• _Work to complete_: Go through the data below and return each line containing the word "milliseconds".
(Beginning of Material for this exercise)
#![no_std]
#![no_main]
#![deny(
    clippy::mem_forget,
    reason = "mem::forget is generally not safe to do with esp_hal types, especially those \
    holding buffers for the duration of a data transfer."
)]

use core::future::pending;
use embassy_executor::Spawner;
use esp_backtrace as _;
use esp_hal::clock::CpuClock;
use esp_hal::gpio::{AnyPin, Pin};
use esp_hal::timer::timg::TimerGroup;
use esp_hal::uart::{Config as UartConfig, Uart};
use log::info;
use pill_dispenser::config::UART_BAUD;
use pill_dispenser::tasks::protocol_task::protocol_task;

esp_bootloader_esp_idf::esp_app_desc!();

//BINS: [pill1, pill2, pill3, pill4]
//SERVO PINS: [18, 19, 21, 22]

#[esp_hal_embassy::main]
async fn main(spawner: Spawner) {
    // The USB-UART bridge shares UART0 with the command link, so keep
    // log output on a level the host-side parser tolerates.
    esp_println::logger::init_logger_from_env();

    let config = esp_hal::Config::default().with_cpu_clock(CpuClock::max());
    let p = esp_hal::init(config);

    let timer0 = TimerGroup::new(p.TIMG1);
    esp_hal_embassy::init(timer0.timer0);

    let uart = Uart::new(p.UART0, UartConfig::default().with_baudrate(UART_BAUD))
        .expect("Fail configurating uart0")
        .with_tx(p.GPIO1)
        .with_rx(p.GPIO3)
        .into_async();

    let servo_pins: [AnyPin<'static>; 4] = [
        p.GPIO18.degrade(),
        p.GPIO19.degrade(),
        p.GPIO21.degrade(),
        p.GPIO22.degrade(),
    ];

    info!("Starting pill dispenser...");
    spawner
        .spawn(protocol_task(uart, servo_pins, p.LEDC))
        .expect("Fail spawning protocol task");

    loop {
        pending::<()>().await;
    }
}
(End of Material for this exercise)
(Beginning of Material for this exercise)
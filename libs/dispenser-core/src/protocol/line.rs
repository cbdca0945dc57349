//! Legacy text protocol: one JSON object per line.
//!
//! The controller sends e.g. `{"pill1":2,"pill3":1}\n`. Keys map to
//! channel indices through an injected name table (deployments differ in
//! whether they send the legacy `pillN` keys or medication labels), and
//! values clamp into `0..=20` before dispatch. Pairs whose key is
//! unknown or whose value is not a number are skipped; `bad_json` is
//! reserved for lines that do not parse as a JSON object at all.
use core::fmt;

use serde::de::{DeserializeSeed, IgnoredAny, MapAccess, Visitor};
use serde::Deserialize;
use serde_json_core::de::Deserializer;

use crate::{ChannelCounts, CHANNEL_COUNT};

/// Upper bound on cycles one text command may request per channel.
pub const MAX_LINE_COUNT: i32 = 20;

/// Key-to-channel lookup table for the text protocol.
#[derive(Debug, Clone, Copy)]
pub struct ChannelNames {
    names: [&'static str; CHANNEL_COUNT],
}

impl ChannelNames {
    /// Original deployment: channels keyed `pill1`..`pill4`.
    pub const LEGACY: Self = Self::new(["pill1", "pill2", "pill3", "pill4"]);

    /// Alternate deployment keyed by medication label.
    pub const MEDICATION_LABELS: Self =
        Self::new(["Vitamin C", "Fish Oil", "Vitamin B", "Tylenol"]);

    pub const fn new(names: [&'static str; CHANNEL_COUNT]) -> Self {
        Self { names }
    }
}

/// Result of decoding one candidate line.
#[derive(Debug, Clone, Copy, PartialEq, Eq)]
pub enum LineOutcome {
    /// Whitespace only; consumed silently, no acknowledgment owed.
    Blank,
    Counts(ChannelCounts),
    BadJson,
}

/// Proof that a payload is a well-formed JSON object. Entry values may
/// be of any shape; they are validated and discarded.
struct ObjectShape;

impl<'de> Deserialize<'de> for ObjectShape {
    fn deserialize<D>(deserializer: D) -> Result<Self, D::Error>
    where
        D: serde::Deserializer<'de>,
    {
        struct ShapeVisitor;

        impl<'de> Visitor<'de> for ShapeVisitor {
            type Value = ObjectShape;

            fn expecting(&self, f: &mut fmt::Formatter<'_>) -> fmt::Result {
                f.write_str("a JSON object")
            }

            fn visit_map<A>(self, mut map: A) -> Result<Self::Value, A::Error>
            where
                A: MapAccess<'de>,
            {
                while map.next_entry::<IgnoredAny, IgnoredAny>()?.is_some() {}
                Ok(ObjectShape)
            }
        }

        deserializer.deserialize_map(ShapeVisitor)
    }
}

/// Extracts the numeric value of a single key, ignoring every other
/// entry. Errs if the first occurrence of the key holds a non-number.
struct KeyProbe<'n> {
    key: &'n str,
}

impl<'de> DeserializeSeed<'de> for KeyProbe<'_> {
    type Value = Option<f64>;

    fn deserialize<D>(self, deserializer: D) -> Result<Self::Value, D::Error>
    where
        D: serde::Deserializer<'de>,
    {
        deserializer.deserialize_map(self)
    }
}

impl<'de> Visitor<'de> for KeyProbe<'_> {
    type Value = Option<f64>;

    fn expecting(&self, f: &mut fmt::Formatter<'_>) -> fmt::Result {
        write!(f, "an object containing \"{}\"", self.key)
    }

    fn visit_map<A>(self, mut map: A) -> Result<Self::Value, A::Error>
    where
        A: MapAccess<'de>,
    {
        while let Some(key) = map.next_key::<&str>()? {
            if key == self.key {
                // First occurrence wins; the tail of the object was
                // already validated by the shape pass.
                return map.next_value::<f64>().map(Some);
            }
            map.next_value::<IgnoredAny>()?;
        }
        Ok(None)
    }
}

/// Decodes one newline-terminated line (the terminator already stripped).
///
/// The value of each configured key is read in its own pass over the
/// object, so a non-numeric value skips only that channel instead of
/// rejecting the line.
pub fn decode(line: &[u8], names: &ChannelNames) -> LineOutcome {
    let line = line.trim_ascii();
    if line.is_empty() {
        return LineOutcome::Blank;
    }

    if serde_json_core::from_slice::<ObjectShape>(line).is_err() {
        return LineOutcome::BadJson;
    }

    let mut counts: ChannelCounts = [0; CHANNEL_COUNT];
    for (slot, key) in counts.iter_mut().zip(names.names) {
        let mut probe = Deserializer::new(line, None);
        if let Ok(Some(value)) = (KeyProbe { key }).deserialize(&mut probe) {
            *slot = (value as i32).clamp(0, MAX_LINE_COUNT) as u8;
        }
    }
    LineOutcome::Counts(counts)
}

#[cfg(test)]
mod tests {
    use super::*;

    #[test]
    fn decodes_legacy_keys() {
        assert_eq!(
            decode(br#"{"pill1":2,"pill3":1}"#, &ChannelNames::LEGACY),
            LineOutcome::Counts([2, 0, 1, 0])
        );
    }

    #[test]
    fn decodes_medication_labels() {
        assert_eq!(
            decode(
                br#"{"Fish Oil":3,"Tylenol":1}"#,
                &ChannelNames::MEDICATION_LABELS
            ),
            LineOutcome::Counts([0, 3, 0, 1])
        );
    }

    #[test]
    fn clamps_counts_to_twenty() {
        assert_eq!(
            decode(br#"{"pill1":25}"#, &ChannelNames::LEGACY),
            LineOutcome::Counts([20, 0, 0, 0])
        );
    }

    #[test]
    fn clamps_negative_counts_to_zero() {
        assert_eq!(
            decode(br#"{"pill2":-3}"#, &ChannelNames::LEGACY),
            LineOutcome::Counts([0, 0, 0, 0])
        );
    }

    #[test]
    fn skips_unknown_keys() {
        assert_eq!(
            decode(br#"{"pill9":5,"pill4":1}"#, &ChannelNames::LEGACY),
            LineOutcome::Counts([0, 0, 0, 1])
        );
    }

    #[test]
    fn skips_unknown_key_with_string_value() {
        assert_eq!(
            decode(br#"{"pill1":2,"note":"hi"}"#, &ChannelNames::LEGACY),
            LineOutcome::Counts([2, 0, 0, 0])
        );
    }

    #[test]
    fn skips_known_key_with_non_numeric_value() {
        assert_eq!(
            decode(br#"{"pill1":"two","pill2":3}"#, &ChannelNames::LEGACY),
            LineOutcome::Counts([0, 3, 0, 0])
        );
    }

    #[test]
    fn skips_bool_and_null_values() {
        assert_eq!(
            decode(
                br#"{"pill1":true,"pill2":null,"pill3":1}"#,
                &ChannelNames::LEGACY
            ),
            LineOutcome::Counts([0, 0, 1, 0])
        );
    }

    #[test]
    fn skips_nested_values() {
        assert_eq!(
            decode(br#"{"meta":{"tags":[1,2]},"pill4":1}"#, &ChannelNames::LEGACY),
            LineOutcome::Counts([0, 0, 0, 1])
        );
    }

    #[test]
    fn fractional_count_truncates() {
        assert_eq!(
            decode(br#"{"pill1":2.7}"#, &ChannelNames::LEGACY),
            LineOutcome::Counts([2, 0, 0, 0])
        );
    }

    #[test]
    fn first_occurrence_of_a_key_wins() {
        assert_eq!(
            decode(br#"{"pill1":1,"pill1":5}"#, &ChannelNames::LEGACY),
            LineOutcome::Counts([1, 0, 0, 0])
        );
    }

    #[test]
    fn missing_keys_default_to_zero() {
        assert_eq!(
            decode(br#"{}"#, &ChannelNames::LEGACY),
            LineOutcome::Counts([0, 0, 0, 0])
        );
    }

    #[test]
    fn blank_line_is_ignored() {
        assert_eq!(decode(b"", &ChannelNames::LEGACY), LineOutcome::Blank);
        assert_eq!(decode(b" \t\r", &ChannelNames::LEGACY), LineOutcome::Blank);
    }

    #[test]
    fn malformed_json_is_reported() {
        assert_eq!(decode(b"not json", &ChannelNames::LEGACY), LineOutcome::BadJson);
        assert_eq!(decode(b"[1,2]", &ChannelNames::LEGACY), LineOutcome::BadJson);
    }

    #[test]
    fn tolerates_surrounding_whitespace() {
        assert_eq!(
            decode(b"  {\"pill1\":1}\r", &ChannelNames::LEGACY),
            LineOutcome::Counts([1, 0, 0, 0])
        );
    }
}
(End of Material for this exercise)
(Beginning of Material for this exercise)
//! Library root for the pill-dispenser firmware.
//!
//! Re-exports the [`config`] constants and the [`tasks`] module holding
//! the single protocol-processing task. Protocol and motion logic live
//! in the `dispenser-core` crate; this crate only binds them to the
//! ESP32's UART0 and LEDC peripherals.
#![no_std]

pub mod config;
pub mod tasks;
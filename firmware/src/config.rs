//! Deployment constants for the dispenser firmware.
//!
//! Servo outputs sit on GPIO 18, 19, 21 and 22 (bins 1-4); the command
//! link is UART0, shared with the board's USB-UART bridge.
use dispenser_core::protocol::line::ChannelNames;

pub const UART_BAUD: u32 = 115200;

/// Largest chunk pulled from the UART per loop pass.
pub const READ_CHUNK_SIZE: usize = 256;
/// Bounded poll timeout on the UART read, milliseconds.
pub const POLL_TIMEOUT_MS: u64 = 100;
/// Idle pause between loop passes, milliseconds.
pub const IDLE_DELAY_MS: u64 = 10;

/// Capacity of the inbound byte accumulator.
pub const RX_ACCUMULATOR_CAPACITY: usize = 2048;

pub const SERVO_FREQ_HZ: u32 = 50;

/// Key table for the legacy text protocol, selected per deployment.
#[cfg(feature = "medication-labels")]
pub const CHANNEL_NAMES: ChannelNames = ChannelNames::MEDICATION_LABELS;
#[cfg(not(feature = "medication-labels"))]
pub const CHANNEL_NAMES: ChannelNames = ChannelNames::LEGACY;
(End of Material for this exercise)
• _Solution below_:
/// Bounded poll timeout on the UART read, milliseconds.
/// Idle pause between loop passes, milliseconds.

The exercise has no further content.